[Saved entries]
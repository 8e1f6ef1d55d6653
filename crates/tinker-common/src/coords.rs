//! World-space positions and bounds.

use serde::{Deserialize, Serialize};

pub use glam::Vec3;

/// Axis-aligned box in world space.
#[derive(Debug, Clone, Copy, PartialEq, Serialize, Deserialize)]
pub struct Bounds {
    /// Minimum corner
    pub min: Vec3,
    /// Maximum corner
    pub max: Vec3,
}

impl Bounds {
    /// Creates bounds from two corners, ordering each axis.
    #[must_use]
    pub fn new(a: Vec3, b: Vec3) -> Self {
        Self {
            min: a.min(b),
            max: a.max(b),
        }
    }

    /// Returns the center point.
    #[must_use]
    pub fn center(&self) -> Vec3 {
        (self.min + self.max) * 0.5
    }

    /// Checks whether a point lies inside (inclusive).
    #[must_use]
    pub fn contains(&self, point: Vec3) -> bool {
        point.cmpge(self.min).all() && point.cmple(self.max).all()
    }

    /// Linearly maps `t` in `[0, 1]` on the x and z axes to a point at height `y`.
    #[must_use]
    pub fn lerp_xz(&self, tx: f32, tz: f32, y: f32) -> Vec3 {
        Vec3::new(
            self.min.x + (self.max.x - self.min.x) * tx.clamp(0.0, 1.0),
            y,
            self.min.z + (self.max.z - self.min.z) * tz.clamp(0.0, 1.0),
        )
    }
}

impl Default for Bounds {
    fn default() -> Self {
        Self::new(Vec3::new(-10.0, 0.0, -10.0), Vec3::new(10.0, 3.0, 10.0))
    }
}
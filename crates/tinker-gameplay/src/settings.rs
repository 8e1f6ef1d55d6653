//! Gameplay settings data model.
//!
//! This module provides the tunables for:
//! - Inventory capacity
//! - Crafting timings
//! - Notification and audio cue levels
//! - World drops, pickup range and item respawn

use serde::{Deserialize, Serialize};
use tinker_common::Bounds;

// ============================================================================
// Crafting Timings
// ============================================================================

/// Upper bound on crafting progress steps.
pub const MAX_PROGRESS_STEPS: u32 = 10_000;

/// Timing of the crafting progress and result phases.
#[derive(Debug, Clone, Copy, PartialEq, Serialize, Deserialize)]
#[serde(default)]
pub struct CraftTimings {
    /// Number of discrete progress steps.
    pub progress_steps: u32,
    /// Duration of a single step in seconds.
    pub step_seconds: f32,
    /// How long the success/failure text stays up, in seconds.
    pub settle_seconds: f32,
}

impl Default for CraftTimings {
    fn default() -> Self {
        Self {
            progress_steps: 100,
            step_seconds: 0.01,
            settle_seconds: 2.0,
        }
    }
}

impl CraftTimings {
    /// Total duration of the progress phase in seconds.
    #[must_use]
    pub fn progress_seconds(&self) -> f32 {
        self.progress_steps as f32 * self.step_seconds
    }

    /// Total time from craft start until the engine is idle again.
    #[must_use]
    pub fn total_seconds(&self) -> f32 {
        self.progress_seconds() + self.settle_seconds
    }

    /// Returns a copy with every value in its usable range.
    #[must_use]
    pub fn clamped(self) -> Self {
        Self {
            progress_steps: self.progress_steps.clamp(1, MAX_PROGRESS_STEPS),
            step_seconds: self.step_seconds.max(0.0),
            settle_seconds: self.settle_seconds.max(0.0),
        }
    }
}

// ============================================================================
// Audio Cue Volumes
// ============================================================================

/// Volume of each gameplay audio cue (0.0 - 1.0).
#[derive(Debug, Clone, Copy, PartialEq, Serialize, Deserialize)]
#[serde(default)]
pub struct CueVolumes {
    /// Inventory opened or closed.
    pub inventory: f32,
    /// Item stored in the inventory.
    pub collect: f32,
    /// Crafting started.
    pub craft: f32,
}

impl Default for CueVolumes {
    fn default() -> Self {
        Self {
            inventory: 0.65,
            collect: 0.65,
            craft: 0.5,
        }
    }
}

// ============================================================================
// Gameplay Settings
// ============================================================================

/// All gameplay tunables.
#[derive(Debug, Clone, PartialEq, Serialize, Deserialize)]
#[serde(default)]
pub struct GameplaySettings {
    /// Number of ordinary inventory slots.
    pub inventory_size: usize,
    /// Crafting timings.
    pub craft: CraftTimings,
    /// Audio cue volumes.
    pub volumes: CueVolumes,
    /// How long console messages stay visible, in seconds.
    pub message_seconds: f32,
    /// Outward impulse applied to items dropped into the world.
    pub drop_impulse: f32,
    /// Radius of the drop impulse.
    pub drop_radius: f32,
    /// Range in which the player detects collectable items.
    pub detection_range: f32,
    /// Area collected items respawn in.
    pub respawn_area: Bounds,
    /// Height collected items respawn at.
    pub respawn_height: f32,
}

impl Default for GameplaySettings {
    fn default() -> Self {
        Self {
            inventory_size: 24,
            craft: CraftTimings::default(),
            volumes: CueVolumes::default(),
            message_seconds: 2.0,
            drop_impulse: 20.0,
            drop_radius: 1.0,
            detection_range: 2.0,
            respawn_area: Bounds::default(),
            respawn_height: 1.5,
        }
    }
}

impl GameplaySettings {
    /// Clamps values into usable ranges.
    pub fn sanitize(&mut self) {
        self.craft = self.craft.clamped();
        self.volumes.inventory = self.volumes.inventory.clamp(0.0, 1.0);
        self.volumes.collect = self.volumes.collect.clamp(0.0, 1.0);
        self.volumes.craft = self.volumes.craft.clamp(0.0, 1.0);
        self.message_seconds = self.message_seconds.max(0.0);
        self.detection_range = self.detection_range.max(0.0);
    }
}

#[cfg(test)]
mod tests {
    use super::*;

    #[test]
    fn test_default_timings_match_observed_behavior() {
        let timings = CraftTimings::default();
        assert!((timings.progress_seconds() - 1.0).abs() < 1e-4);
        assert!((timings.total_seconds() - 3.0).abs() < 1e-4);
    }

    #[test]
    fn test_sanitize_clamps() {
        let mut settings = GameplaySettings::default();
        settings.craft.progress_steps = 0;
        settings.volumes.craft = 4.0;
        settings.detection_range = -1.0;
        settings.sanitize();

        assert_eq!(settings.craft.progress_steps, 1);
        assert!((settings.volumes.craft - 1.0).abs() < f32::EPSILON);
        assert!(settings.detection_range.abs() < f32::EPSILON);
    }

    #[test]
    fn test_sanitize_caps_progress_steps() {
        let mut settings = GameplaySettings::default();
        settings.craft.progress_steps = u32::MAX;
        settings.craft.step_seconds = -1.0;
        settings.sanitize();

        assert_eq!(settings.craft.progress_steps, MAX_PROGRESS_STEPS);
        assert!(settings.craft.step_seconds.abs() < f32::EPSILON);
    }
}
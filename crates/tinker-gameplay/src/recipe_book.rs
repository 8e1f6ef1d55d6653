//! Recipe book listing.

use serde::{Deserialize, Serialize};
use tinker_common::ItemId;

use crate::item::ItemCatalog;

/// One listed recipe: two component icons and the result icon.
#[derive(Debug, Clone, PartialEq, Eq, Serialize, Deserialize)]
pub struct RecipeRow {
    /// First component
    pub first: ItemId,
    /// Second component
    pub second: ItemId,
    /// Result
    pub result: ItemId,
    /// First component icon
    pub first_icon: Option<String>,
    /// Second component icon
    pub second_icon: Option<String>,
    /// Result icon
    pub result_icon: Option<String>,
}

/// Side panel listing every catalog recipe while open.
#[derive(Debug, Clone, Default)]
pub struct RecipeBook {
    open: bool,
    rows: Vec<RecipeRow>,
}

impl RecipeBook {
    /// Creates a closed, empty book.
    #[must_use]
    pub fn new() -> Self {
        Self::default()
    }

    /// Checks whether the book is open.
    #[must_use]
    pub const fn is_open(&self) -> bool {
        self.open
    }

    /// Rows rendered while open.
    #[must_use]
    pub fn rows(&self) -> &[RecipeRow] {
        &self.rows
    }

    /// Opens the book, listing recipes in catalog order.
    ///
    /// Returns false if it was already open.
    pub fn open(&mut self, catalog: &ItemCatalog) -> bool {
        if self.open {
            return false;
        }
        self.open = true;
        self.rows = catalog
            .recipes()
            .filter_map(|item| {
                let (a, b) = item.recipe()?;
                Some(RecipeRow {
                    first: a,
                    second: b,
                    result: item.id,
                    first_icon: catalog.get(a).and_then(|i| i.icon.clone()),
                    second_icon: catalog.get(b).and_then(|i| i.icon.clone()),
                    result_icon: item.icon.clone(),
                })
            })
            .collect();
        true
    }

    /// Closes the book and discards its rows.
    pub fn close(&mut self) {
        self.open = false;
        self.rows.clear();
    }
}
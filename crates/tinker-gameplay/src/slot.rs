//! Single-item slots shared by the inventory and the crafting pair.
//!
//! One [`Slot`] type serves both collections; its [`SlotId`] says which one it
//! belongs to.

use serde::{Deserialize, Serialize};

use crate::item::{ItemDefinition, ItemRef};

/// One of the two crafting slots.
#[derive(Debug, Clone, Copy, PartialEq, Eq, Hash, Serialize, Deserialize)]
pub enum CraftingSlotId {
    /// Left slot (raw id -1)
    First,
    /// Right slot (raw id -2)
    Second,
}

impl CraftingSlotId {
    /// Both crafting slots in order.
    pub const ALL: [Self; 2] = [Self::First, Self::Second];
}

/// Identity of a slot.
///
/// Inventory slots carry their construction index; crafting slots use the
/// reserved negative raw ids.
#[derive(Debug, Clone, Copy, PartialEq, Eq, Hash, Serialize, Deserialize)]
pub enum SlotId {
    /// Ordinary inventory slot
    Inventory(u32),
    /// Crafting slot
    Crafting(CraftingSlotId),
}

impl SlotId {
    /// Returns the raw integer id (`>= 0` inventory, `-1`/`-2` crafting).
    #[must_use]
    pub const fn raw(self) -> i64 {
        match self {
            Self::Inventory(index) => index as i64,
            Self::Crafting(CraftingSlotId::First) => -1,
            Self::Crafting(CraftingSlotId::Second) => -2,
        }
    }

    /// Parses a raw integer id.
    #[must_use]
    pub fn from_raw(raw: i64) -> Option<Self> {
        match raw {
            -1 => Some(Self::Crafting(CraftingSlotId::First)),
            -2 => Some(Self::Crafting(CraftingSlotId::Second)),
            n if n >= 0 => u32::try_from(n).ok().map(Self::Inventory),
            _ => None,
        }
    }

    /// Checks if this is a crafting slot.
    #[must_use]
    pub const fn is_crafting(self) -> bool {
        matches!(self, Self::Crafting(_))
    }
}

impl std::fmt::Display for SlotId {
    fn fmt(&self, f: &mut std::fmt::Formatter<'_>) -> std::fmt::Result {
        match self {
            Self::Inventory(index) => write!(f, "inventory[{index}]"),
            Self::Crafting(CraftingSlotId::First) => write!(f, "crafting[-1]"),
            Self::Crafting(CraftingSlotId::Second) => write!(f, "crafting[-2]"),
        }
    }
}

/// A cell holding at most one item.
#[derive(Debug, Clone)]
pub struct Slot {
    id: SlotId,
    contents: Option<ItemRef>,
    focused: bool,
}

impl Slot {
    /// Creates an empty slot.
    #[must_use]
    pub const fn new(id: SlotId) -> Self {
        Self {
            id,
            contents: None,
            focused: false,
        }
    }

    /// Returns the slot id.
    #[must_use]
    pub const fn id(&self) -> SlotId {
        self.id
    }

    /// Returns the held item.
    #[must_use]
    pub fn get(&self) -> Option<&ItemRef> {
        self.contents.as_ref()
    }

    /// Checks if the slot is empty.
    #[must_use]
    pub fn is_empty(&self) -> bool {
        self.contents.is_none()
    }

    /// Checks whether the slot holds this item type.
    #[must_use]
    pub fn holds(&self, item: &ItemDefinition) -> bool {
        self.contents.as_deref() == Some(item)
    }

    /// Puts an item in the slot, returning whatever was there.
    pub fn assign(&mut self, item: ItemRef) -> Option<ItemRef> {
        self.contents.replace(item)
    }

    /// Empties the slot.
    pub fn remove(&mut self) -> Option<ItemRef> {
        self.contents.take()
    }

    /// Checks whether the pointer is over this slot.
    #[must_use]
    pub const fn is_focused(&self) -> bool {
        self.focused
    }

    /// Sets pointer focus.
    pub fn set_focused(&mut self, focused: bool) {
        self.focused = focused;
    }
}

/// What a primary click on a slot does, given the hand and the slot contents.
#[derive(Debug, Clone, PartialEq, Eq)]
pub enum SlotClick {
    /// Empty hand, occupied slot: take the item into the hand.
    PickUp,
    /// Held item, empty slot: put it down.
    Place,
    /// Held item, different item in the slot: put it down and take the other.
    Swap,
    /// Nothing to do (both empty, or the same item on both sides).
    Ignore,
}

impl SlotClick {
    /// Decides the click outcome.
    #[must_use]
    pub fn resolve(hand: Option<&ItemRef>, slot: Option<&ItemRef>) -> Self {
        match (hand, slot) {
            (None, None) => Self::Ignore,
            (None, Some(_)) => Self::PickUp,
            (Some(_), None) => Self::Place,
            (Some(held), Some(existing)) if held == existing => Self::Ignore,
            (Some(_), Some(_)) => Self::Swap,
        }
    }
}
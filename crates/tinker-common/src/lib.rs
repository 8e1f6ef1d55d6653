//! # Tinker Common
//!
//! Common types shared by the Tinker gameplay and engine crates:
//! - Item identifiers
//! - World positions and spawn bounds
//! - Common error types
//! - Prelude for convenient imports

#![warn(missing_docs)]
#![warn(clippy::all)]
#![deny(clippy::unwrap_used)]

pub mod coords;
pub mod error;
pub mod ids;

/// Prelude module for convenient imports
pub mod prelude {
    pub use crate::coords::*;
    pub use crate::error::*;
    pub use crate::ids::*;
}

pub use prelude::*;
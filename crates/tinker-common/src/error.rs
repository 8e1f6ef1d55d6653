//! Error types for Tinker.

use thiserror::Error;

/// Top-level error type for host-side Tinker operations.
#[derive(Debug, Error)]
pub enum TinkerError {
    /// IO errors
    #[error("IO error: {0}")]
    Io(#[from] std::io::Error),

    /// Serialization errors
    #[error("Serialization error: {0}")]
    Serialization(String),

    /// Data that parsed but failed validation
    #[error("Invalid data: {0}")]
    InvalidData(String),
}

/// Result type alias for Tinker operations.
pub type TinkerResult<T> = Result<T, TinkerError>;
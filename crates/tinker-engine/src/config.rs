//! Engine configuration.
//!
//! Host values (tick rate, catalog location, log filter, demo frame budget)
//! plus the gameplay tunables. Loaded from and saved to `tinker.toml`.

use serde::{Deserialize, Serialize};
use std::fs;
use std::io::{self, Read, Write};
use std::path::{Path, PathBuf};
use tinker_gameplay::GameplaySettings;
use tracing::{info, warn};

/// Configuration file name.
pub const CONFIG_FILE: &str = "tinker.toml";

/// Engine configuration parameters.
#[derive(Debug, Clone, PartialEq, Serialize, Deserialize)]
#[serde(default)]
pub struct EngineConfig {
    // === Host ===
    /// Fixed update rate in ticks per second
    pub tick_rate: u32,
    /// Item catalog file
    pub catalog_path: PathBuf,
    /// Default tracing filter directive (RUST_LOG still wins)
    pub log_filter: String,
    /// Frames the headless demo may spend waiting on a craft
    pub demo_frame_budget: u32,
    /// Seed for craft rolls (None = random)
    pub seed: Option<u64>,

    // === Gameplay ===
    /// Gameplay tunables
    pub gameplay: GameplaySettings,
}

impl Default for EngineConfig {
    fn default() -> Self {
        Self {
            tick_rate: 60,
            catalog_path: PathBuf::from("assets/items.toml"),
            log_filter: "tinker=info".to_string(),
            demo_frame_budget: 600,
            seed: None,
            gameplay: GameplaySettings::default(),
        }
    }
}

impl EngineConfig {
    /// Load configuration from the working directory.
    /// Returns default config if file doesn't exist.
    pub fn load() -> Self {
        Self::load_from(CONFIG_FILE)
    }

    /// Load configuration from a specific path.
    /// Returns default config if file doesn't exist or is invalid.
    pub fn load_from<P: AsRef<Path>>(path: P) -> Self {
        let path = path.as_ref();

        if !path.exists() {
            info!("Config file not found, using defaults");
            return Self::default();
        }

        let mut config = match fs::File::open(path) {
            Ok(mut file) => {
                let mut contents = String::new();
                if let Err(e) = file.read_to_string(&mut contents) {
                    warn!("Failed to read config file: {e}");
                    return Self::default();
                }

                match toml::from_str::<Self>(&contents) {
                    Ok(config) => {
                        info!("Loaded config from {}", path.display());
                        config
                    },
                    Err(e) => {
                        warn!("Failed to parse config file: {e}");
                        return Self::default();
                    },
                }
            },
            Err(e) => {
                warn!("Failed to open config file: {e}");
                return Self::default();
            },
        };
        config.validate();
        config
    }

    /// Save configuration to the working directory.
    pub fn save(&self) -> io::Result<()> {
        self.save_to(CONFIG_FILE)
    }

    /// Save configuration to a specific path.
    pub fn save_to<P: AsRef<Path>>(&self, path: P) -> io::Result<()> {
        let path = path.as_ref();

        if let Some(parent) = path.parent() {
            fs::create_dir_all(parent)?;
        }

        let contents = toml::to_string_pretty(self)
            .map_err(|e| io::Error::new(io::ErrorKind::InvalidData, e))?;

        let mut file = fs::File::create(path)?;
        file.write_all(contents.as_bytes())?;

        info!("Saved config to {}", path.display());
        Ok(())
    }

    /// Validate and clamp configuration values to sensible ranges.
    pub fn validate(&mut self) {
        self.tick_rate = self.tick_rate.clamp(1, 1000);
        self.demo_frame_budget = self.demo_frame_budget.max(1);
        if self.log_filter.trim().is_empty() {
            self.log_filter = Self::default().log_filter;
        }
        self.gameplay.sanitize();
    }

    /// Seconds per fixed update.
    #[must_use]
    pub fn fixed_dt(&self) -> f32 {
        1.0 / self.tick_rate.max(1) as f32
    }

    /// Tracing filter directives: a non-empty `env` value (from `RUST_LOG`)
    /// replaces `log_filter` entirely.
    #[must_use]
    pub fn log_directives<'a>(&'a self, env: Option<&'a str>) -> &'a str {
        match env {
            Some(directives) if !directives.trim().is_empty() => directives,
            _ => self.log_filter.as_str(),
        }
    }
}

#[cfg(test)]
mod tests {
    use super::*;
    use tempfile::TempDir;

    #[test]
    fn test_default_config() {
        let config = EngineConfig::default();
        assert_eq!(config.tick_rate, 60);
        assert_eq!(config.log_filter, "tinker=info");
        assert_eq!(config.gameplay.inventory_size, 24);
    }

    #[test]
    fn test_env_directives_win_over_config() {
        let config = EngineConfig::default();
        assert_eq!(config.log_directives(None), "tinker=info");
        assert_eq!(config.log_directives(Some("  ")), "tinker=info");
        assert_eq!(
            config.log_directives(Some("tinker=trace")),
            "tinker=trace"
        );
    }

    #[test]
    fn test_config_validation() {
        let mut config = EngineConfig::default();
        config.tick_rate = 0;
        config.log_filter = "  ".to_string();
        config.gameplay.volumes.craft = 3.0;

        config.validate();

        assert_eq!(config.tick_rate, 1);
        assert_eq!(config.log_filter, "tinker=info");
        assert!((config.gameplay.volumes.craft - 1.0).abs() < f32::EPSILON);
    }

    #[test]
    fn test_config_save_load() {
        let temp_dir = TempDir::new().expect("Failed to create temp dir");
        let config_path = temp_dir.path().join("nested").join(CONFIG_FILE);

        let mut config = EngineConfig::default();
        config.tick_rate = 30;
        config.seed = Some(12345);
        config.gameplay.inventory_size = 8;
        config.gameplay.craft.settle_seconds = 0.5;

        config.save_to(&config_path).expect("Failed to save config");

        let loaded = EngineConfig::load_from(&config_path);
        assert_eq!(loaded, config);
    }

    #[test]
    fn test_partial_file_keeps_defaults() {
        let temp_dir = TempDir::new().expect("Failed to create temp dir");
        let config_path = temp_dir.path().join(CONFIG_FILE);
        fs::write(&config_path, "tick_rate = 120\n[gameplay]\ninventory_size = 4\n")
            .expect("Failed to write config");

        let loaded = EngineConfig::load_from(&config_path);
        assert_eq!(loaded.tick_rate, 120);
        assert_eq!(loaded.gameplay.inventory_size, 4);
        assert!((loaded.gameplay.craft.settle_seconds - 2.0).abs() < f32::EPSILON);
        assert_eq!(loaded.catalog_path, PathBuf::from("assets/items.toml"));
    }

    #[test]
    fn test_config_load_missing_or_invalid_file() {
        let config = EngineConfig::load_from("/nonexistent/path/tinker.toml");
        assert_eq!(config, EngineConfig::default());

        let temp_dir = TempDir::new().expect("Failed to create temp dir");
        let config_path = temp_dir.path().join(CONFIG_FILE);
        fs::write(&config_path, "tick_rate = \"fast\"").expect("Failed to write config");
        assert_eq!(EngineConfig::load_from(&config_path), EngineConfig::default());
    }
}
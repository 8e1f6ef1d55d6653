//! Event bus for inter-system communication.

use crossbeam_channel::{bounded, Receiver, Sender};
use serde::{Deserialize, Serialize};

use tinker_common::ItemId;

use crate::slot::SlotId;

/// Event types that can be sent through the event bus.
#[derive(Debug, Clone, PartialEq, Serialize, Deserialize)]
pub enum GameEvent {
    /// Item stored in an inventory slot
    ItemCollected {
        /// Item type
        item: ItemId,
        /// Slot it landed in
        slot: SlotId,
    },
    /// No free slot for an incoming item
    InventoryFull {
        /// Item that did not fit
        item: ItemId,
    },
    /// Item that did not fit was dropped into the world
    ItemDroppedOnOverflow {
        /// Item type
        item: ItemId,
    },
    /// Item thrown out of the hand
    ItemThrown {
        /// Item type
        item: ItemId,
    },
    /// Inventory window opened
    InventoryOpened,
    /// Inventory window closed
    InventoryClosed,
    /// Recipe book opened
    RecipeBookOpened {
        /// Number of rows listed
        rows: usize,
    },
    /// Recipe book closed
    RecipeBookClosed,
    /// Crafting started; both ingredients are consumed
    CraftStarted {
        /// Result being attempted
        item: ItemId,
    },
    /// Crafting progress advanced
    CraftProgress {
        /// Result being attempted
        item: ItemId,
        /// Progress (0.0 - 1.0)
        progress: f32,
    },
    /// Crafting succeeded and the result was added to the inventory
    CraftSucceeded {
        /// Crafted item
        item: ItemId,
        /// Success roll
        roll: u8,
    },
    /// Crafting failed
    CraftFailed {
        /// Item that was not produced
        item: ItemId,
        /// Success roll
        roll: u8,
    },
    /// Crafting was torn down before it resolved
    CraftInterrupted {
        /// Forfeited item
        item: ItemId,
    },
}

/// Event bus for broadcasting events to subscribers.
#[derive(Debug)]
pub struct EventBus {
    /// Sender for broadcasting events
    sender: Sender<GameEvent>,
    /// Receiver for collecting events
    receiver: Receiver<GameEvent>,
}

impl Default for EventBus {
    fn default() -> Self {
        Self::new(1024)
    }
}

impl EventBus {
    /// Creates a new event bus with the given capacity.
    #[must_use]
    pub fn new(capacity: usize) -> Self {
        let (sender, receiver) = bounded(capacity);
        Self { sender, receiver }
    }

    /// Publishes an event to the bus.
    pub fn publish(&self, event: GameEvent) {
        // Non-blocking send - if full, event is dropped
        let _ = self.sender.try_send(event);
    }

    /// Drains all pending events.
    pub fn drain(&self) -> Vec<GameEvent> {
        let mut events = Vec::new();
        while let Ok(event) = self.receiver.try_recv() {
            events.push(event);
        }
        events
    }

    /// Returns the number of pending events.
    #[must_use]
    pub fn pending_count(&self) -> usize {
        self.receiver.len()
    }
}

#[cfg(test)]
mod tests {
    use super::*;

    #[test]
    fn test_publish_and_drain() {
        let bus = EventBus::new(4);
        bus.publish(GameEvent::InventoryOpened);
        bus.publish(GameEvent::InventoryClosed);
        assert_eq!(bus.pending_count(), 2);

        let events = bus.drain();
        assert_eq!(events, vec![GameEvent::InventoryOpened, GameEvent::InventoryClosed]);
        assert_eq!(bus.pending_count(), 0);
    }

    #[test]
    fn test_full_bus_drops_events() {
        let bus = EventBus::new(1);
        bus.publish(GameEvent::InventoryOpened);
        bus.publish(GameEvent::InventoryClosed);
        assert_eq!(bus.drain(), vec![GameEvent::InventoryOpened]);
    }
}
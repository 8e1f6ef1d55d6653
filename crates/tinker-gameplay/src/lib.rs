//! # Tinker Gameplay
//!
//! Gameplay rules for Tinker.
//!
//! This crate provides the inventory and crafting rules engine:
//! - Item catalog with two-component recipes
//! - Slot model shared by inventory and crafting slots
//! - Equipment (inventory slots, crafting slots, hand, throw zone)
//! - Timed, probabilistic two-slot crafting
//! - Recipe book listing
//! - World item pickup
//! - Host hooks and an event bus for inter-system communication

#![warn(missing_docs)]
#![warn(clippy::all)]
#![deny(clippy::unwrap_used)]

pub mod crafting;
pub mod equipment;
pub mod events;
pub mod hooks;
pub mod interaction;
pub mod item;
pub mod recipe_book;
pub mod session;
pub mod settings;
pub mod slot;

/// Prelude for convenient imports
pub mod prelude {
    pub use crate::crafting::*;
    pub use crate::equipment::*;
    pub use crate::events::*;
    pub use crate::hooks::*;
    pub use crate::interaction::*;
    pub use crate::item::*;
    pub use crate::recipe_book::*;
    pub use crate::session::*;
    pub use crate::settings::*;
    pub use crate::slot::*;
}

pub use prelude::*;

- **Task statement**: Please go line by line through the records above, copying each one that holds the string "index".

- **Answer box**:
/// Inventory slots carry their construction index; crafting slots use the
            Self::Inventory(index) => index as i64,
            Self::Inventory(index) => write!(f, "inventory[{index}]"),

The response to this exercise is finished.